I have the nasty feeling that I have more questions than answers but here goes...

The old days

Before technology, life in the office was simple. You have documents, and you filed them away. They were big, bulky and paper based (once stone, velum and papyrus had their days). Sometimes documents got lost (down the back of the filing cabinet), sometimes documents were destroyed (blessed be the shredder despite projects to restore shredded documents using software). Rarely did physical documents end up in the hands of the wrong person (but it happened). The came easy duplication. And then came electronic records.

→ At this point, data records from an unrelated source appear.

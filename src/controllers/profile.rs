use tracing::instrument;
use validator::Validate;

use crate::api::{ApiClient, ProfileUpdate};
use crate::error::Result;
use crate::notify::Notifier;

#[derive(Debug, Clone, Validate)]
pub struct ProfileForm {
    #[validate(length(min = 1, message = "First name is required"))]
    pub first_name: String,
    #[validate(length(min = 1, message = "Last name is required"))]
    pub last_name: String,
    #[validate(length(min = 1, message = "Email is required"))]
    pub email: String,
    pub phone: Option<String>,
    pub address: Option<String>,
}

/// Edit-profile screen: pre-fills its form from `GET /user/info`, then
/// submits the whole form to `PUT /user/update`. Success keeps the user on
/// the page.
pub struct ProfileController<'a> {
    api: &'a ApiClient,
    token: String,
    notifier: &'a dyn Notifier,
}

impl<'a> ProfileController<'a> {
    pub fn new(api: &'a ApiClient, token: impl Into<String>, notifier: &'a dyn Notifier) -> Self {
        Self {
            api,
            token: token.into(),
            notifier,
        }
    }

    /// The `useQuery` half of the page: fetch current values into the form.
    pub async fn load(&self) -> Result<ProfileForm> {
        let info = self.api.fetch_profile(&self.token).await?;

        Ok(ProfileForm {
            first_name: info.profile.first_name,
            last_name: info.profile.last_name,
            email: info.email,
            phone: info.profile.phone,
            address: info.profile.address,
        })
    }

    #[instrument(name = "profile_submit", skip(self, form))]
    pub async fn submit(&self, form: &ProfileForm) -> Result<()> {
        form.validate()?;

        let update = ProfileUpdate {
            first_name: form.first_name.clone(),
            last_name: form.last_name.clone(),
            email: form.email.clone(),
            phone: form.phone.clone(),
            address: form.address.clone(),
        };

        match self.api.update_profile(&update, &self.token).await {
            Ok(_) => {
                self.notifier.success("Profile updated successfully!");
                Ok(())
            }
            Err(err) => {
                self.notifier.error(&err.to_string());
                Err(err)
            }
        }
    }
}

#[cfg(test)]
mod tests {
    use super::*;
    use crate::controllers::testing::{RecordingNotifier, sample_user_body};
    use httptest::{Expectation, Server, all_of, matchers::*, responders::*};

    #[tokio::test]
    async fn load_prefills_form_from_user_info() {
        let server = Server::run();
        server.expect(
            Expectation::matching(all_of![
                request::method("GET"),
                request::path("/user/info"),
            ])
            .respond_with(json_encoded(serde_json::json!({
                "data": {
                    "email": "fulan@example.com",
                    "profile": {
                        "firstName": "Fulan",
                        "lastName": "bin Fulan",
                        "phone": "+62811111",
                        "address": "Jakarta"
                    }
                }
            }))),
        );

        let api = ApiClient::new(server.url_str("/"));
        let notifier = RecordingNotifier::default();
        let controller = ProfileController::new(&api, "tok-123", &notifier);

        let form = controller.load().await.unwrap();
        assert_eq!(form.first_name, "Fulan");
        assert_eq!(form.email, "fulan@example.com");
        assert_eq!(form.address.as_deref(), Some("Jakarta"));
    }

    #[tokio::test]
    async fn successful_update_notifies_and_stays() {
        let server = Server::run();
        server.expect(
            Expectation::matching(all_of![
                request::method("PUT"),
                request::path("/user/update"),
            ])
            .times(1)
            .respond_with(json_encoded(serde_json::json!({
                "message": "Profile updated",
                "user": sample_user_body(),
                "token": "tok-123"
            }))),
        );

        let api = ApiClient::new(server.url_str("/"));
        let notifier = RecordingNotifier::default();
        let controller = ProfileController::new(&api, "tok-123", &notifier);

        let form = ProfileForm {
            first_name: "Fulan".into(),
            last_name: "Updated".into(),
            email: "fulan@example.com".into(),
            phone: None,
            address: None,
        };
        controller.submit(&form).await.unwrap();

        assert_eq!(
            notifier.successes.lock().unwrap().as_slice(),
            &["Profile updated successfully!"]
        );
    }

    #[tokio::test]
    async fn blank_email_never_reaches_the_network() {
        let server = Server::run();
        let api = ApiClient::new(server.url_str("/"));
        let notifier = RecordingNotifier::default();
        let controller = ProfileController::new(&api, "tok-123", &notifier);

        let form = ProfileForm {
            first_name: "Fulan".into(),
            last_name: "bin Fulan".into(),
            email: String::new(),
            phone: None,
            address: None,
        };
        assert!(controller.submit(&form).await.unwrap_err().is_validation());
    }
}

Electronic records, or data to give it an even more generic name, are everywhere. Data can be automatically collected and stored. When I first raised “data loss" I simply assumed I would stay on simple technical grounds such “hard disk crash" or indeed loosing the financial data of 25 million people in the post. Some of the issues are technical, some and legal, but all are social.

Never enough

Disk drives get larger to cope with the torrent of data. Much in the same way that “you can never be too rich" it's true that “you can never have too much disk space". However... As data volume grows, our ability to weed out the what from the chaff declines. It's easy to say 'never throw out anything, in case it's needed'. It also lets you avoid the boring (and possibly compromising) task of deleting data you don't need. However, then your operational budget bloats - it costs as much to look after useless data as expensive data. If it goes on long enough, you can't do anything about it; it's possible you won't never remember what most of it is.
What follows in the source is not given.